• **Dataset entries**:
********************

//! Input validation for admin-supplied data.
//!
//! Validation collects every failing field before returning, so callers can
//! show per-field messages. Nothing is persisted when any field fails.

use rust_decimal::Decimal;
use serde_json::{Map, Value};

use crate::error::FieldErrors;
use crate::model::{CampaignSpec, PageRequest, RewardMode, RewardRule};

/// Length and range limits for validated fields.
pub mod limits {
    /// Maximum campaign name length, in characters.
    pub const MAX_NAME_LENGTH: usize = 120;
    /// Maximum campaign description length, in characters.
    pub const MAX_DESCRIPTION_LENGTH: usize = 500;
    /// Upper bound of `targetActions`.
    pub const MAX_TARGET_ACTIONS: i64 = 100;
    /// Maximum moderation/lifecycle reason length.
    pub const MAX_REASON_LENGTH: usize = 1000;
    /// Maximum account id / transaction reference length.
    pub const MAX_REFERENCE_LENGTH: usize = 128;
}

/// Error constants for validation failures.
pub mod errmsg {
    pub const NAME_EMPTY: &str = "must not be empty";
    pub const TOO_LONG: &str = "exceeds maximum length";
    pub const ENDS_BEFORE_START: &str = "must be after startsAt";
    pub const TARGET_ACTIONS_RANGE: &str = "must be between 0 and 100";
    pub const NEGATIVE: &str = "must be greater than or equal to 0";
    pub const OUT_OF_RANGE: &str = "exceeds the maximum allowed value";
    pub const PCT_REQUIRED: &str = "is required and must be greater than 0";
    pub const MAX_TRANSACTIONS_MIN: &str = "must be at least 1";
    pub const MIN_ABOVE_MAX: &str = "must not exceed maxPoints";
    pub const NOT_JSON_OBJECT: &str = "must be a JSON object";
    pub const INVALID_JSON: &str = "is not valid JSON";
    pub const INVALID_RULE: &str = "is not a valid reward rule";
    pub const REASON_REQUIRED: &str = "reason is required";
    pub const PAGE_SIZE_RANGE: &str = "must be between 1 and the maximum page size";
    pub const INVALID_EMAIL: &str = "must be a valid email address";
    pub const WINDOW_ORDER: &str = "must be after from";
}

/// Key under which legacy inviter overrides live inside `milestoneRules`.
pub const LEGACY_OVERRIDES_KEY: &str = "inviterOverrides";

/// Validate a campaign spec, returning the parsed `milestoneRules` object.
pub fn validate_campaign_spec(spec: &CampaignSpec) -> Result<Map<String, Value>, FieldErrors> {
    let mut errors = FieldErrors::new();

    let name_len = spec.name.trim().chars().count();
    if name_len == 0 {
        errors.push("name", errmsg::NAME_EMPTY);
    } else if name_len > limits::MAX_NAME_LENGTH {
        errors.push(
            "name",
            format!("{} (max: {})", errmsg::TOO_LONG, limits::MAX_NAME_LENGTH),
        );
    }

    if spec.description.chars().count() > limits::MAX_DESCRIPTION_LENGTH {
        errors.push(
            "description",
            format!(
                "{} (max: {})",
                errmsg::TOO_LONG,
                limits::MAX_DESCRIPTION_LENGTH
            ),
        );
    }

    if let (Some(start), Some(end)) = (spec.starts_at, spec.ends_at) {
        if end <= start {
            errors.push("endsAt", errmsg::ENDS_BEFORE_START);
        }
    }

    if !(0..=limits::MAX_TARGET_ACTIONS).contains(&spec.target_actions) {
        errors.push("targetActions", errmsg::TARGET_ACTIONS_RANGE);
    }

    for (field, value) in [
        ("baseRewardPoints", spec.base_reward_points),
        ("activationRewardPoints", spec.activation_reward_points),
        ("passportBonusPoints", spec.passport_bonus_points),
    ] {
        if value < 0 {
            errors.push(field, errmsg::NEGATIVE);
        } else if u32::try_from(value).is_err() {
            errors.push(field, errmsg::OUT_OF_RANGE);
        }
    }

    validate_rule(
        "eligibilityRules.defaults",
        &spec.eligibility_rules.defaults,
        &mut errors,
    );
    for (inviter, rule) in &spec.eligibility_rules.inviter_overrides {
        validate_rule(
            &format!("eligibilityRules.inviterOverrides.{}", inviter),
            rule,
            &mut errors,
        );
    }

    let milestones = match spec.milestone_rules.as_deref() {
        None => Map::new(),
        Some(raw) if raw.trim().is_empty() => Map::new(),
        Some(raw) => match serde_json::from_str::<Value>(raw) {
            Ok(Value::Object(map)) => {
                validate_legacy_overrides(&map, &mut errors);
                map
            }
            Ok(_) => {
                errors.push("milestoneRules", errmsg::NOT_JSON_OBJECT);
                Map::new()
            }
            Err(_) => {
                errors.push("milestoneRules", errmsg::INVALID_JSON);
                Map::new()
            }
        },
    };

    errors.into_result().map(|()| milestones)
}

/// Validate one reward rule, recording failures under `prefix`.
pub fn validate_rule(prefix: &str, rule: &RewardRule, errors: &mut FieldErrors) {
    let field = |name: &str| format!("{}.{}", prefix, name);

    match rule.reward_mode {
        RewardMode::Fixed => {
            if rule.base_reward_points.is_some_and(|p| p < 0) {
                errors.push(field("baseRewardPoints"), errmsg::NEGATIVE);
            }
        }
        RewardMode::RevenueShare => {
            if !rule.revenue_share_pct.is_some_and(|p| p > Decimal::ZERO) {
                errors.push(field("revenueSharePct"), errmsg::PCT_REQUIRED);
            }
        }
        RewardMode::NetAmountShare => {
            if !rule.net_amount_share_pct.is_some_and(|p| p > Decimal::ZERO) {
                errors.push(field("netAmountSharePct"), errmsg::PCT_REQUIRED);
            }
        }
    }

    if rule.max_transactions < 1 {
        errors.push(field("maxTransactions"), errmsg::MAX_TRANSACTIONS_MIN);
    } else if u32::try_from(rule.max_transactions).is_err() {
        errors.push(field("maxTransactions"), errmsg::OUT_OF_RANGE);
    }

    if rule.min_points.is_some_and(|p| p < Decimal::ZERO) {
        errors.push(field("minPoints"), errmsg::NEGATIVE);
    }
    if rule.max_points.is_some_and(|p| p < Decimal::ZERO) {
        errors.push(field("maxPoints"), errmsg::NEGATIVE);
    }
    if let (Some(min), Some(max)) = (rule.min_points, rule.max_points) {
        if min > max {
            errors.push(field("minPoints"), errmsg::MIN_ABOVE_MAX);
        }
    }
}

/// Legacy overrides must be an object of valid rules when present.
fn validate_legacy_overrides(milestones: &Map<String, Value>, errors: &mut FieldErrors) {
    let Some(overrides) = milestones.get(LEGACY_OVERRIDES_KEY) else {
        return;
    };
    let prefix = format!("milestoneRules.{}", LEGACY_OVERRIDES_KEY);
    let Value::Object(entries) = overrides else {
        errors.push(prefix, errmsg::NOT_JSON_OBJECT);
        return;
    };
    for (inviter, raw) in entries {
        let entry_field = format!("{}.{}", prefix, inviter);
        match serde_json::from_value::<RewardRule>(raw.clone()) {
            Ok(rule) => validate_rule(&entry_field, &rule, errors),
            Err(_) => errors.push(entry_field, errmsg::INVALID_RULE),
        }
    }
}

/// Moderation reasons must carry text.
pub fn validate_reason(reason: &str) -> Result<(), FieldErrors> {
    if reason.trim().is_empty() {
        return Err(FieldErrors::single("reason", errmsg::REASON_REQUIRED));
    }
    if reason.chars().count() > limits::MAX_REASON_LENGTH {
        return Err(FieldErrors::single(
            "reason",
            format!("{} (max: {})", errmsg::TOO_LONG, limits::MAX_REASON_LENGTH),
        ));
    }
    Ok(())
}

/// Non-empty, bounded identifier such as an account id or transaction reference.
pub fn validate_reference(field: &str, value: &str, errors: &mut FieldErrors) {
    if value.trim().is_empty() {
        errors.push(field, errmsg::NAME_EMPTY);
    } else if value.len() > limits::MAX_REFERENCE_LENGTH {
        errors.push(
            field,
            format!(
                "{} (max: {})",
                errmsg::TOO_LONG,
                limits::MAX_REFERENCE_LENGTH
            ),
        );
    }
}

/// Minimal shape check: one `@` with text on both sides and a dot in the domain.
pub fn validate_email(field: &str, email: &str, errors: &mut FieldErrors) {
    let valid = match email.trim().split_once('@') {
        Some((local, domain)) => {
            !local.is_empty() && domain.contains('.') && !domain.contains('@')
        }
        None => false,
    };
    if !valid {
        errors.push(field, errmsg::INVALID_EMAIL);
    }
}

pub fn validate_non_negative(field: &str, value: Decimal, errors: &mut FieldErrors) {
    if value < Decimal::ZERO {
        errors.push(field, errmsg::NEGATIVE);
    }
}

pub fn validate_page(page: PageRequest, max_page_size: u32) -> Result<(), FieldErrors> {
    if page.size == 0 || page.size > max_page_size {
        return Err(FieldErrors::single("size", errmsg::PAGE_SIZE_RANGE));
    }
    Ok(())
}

********************

• **Activity**: The answer must consist solely of the lines from the first line of the data to the line holding "Key under which", each given again exactly.

• **Expected answer**:
//! Input validation for admin-supplied data.
//!
//! Validation collects every failing field before returning, so callers can
//! show per-field messages. Nothing is persisted when any field fails.

use rust_decimal::Decimal;
use serde_json::{Map, Value};

use crate::error::FieldErrors;
use crate::model::{CampaignSpec, PageRequest, RewardMode, RewardRule};

/// Length and range limits for validated fields.
pub mod limits {
    /// Maximum campaign name length, in characters.
    pub const MAX_NAME_LENGTH: usize = 120;
    /// Maximum campaign description length, in characters.
    pub const MAX_DESCRIPTION_LENGTH: usize = 500;
    /// Upper bound of `targetActions`.
    pub const MAX_TARGET_ACTIONS: i64 = 100;
    /// Maximum moderation/lifecycle reason length.
    pub const MAX_REASON_LENGTH: usize = 1000;
    /// Maximum account id / transaction reference length.
    pub const MAX_REFERENCE_LENGTH: usize = 128;
}

/// Error constants for validation failures.
pub mod errmsg {
    pub const NAME_EMPTY: &str = "must not be empty";
    pub const TOO_LONG: &str = "exceeds maximum length";
    pub const ENDS_BEFORE_START: &str = "must be after startsAt";
    pub const TARGET_ACTIONS_RANGE: &str = "must be between 0 and 100";
    pub const NEGATIVE: &str = "must be greater than or equal to 0";
    pub const OUT_OF_RANGE: &str = "exceeds the maximum allowed value";
    pub const PCT_REQUIRED: &str = "is required and must be greater than 0";
    pub const MAX_TRANSACTIONS_MIN: &str = "must be at least 1";
    pub const MIN_ABOVE_MAX: &str = "must not exceed maxPoints";
    pub const NOT_JSON_OBJECT: &str = "must be a JSON object";
    pub const INVALID_JSON: &str = "is not valid JSON";
    pub const INVALID_RULE: &str = "is not a valid reward rule";
    pub const REASON_REQUIRED: &str = "reason is required";
    pub const PAGE_SIZE_RANGE: &str = "must be between 1 and the maximum page size";
    pub const INVALID_EMAIL: &str = "must be a valid email address";
    pub const WINDOW_ORDER: &str = "must be after from";
}

/// Key under which legacy inviter overrides live inside `milestoneRules`.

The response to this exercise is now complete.